The phase II “BELOB” clinical trial investigated the role of lomustine alone and combined with bevacizumab versus monotherapy bevacizumab for recurrent glioblastoma. This study enrolled 153 patients with recurrent glioblastoma who were randomized to receive either lomustine 110 mg/m² every 6 weeks, lomustine at either 90 or 110 mg/m² along with bevacizumab 10 mg/kg given every 2 weeks, or bevacizumab alone. The investigators found that the nine-month overall survival was 43% in the lomustine arm, 38% in the bevacizumab arm, and 63% in the bevacizumab and lomustine (combined 90 and 110 mg/m²) arm and progression-free survival at 6 months was 13% for lomustine, 16% for bevacizumab, and 42% for combined bevacizumab and lomustine.

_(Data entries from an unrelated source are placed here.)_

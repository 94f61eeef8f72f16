use bstr::ByteSlice;
use serde::Deserialize;

/// Which branches a rule applies to.
///
/// Without `default` and `include` every branch matches. Otherwise a branch matches if it is
/// the repository's default branch and `default` is set, or if it matches an `include` glob.
/// A matching `exclude` glob always removes the branch again.
#[derive(Debug, Clone, Default, PartialEq, Eq, Deserialize)]
#[serde(deny_unknown_fields)]
pub struct Pattern {
    #[serde(default)]
    pub default: bool,
    #[serde(default)]
    pub include: Vec<String>,
    #[serde(default)]
    pub exclude: Vec<String>,
}

impl Pattern {
    pub(crate) fn validate(&self) -> Result<(), String> {
        if let Some(empty) = self.include.iter().chain(&self.exclude).find(|g| g.is_empty()) {
            return Err(format!("empty glob {empty:?} in pattern"));
        }
        Ok(())
    }

    /// True if the rule applies to `branch` in a repository whose default branch is `default_branch`.
    pub fn matches(&self, branch: &str, default_branch: &str) -> bool {
        let mut matches = !self.default && self.include.is_empty();
        matches = matches || (self.default && branch == default_branch);
        matches = matches || self.include.iter().any(|g| glob_match(g, branch));
        matches && !self.exclude.iter().any(|g| glob_match(g, branch))
    }
}

/// `*` stays within one path component, `**` crosses them.
fn glob_match(glob: &str, name: &str) -> bool {
    gix_glob::wildmatch(
        glob.as_bytes().as_bstr(),
        name.as_bytes().as_bstr(),
        gix_glob::wildmatch::Mode::NO_MATCH_SLASH_LITERAL,
    )
}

Although these results appear to be an improvement over the results of bevacizumab and irinotecan studied in the BRAIN trial [8], a more definitive answer awaits the conclusions of the EORTC 26101 phase III clinical trial which has recently completed enrollment of patients with progressive glioblastoma to either lomustine 90 mg/m² every six weeks along with bevacizumab 10 mg/kg every two weeks versus monotherapy lomustine 110 mg/m² every six weeks.

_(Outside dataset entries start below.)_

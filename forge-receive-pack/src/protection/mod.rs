//! Protection rules: evaluation of a repository's stored rules against a classified push.
//!
//! Rules are stored as `(kind, pattern, definition)` with JSON pattern and definition. The
//! [`RuleParsers`] map, built at startup, turns a definition into a typed [`Definition`] by kind.
//! Parsing failures are fatal for the push, a protection rule is never skipped silently.
//!
//! For each rule, in stored order, the engine:
//!
//! 1. skips it if it is disabled,
//! 2. narrows the ref names to those its pattern matches,
//! 3. lets the definition report violations for them,
//! 4. decides whether the violations block, are bypassed, or are only monitored.

use std::collections::HashMap;
use std::sync::Arc;

use crate::classify::Action;
use crate::refs::RefType;
use crate::store::{Principal, ProtectionRule, Repository, RuleState, RuleStore};
use crate::Error;

pub mod branch;
pub mod pattern;

pub use pattern::Pattern;

/// The push action a rule is asked about.
#[derive(Debug, Clone, Copy)]
pub struct VerifyInput<'a> {
    pub actor: &'a Principal,
    pub is_repo_owner: bool,
    /// Whether the caller lets bypassable violations pass.
    pub allow_bypass: bool,
    pub repo: &'a Repository,
    pub action: Action,
    pub ref_type: RefType,
    /// Short ref names, sorted.
    pub ref_names: &'a [String],
}

/// One objection of a rule.
#[derive(Debug, Clone, PartialEq, Eq)]
pub struct Violation {
    /// Stable identifier like `lifecycle.delete`.
    pub code: &'static str,
    pub message: String,
}

/// What a definition reports for a set of refs.
#[derive(Debug, Clone, Default, PartialEq, Eq)]
pub struct Verdict {
    pub violations: Vec<Violation>,
    /// The actor is allowed to bypass this rule.
    pub can_bypass: bool,
}

/// The violations of one rule.
#[derive(Debug, Clone, PartialEq, Eq)]
pub struct RuleViolations {
    pub rule_id: i64,
    pub identifier: String,
    /// The violations block the push.
    pub critical: bool,
    /// The violations would block, but the actor bypassed them.
    pub bypassed: bool,
    pub violations: Vec<Violation>,
}

impl RuleViolations {
    /// Terminal lines, prefixed according to whether the rule was bypassed.
    pub fn messages(&self) -> impl Iterator<Item = String> + '_ {
        self.violations.iter().map(move |v| {
            if self.bypassed {
                format!("Bypassed rule \"{}\": {}", self.identifier, v.message)
            } else {
                format!("Rule \"{}\" violation: {}", self.identifier, v.message)
            }
        })
    }
}

/// True if any rule blocks the push.
pub fn is_critical(violations: &[RuleViolations]) -> bool {
    violations.iter().any(|v| v.critical)
}

/// A parsed rule definition, one variant per kind.
#[derive(Debug, Clone, PartialEq, Eq)]
pub enum Definition {
    Branch(branch::Branch),
}

impl Definition {
    fn verify(&self, input: &VerifyInput<'_>, names: &[&str]) -> Verdict {
        match self {
            Definition::Branch(branch) => branch.verify(input, names),
        }
    }
}

type ParseFn = fn(&serde_json::Value) -> Result<Definition, String>;

/// Definition parsers by rule kind.
#[derive(Debug, Clone)]
pub struct RuleParsers {
    by_kind: HashMap<&'static str, ParseFn>,
}

impl RuleParsers {
    /// A map without any kinds; every rule fails to parse.
    pub fn empty() -> Self {
        RuleParsers { by_kind: HashMap::new() }
    }

    /// All kinds this crate knows.
    pub fn builtin() -> Self {
        Self::empty().with("branch", |def| {
            serde_json::from_value(def.clone())
                .map(Definition::Branch)
                .map_err(|e| e.to_string())
        })
    }

    pub fn with(mut self, kind: &'static str, parse: ParseFn) -> Self {
        self.by_kind.insert(kind, parse);
        self
    }

    /// Parse the pattern and definition of `rule`.
    pub fn parse(&self, rule: &ProtectionRule) -> Result<(Pattern, Definition), Error> {
        let invalid = |message: String| Error::RuleDefinition {
            rule: rule.identifier.clone(),
            message,
        };
        let parse = self
            .by_kind
            .get(rule.kind.as_str())
            .ok_or_else(|| invalid(format!("unknown rule kind {:?}", rule.kind)))?;
        let pattern: Pattern = if rule.pattern.is_null() {
            Pattern::default()
        } else {
            serde_json::from_value(rule.pattern.clone()).map_err(|e| invalid(format!("pattern: {e}")))?
        };
        pattern.validate().map_err(invalid)?;
        let definition = parse(&rule.definition).map_err(|e| invalid(format!("definition: {e}")))?;
        Ok((pattern, definition))
    }
}

impl Default for RuleParsers {
    fn default() -> Self {
        Self::builtin()
    }
}

/// Evaluates a repository's protection rules.
#[derive(Clone)]
pub struct ProtectionEngine {
    rules: Arc<dyn RuleStore>,
    parsers: RuleParsers,
}

impl ProtectionEngine {
    pub fn new(rules: Arc<dyn RuleStore>, parsers: RuleParsers) -> Self {
        ProtectionEngine { rules, parsers }
    }

    /// Evaluate all rules of `input.repo` against the refs of one action.
    ///
    /// Rules that have nothing to say are omitted from the result.
    pub async fn verify(&self, input: &VerifyInput<'_>) -> Result<Vec<RuleViolations>, Error> {
        if input.ref_names.is_empty() {
            return Ok(Vec::new());
        }
        let rules = self.rules.list_for_repo(input.repo.id).await?;
        let mut out = Vec::new();
        for rule in rules.iter().filter(|r| r.state != RuleState::Disabled) {
            let (pattern, definition) = self.parsers.parse(rule)?;
            let names: Vec<&str> = input
                .ref_names
                .iter()
                .map(String::as_str)
                .filter(|name| pattern.matches(name, &input.repo.default_branch))
                .collect();
            if names.is_empty() {
                continue;
            }
            let verdict = definition.verify(input, &names);
            if verdict.violations.is_empty() {
                continue;
            }
            let enforced = rule.state == RuleState::Active;
            let bypassed = enforced && input.allow_bypass && verdict.can_bypass;
            tracing::debug!(
                rule = %rule.identifier,
                action = ?input.action,
                violations = verdict.violations.len(),
                bypassed,
                "protection rule violated"
            );
            out.push(RuleViolations {
                rule_id: rule.id,
                identifier: rule.identifier.clone(),
                critical: enforced && !bypassed,
                bypassed,
                violations: verdict.violations,
            });
        }
        Ok(out)
    }
}

impl std::fmt::Debug for ProtectionEngine {
    fn fmt(&self, f: &mut std::fmt::Formatter<'_>) -> std::fmt::Result {
        f.debug_struct("ProtectionEngine").field("parsers", &self.parsers).finish_non_exhaustive()
    }
}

The first clinical trial to prospectively evaluate nitrosoureas and temozolomide head to head for recurrent glioblastoma (and a small subset of anaplastic gliomas—26% of enrollees) was undertaken by Brada et al. [9]. In this study, 447 chemotherapy-naïve patients at first relapse following radiotherapy were randomized to receive either 6 cycles of PCV every six weeks or temozolomide at 150–200 mg/m²/day on a 5 of 28-day schedule or 100 mg/m²/day on a 21 of 28-day schedule. After a median follow-up time of 10.4 months for the PCV and 14 months for the temozolomide arm, there was no survival benefit seen when comparing PCV to the combined arms of temozolomide (6.7 months for PCV and 7.2 months for combined temozolomide, HR 0.91; 95% CI 0.74–1.11, p = 0.36); however, the 5 of 28-day schedule of temozolomide did modestly improve survival compared to PCV (5 months for temozolomide and 3.6 months for PCV; HR 0.8; 95% CI, 0.63–1.03, p = 0.038). The conclusion of this trial was that PCV and temozolomide on a 5 of 28-day schedule were similar in efficacy but given an observed improvement in quality of life and ease of administration, temozolomide should be favored over PCV.

Temozolomide

Temozolomide is an oral alkylating chemotherapy agent whose drug development arose out of the clinical trial failure of dacarbazine and mitozolomide for patients with melanoma. At physiologic pH, temozolomide undergoes base catalyzation to monomethyl-triazeno-imidazole-carboxamide (MTIC) which spontaneously converts to the bio-reactive methyldiazonium cation. Methyldiazonium goes on to alkylate the N⁷ and O⁶ positions of guanine and N³ position of O⁶ alkylation of guanine is thought to mediate the predominant anti-tumor effect. Although early studies demonstrated a variety of adverse effects including fatigue, nausea/vomiting, and myelosuppression, these have proven to be relatively mild in clinical practice and predictable compared to previously used cytotoxic agents.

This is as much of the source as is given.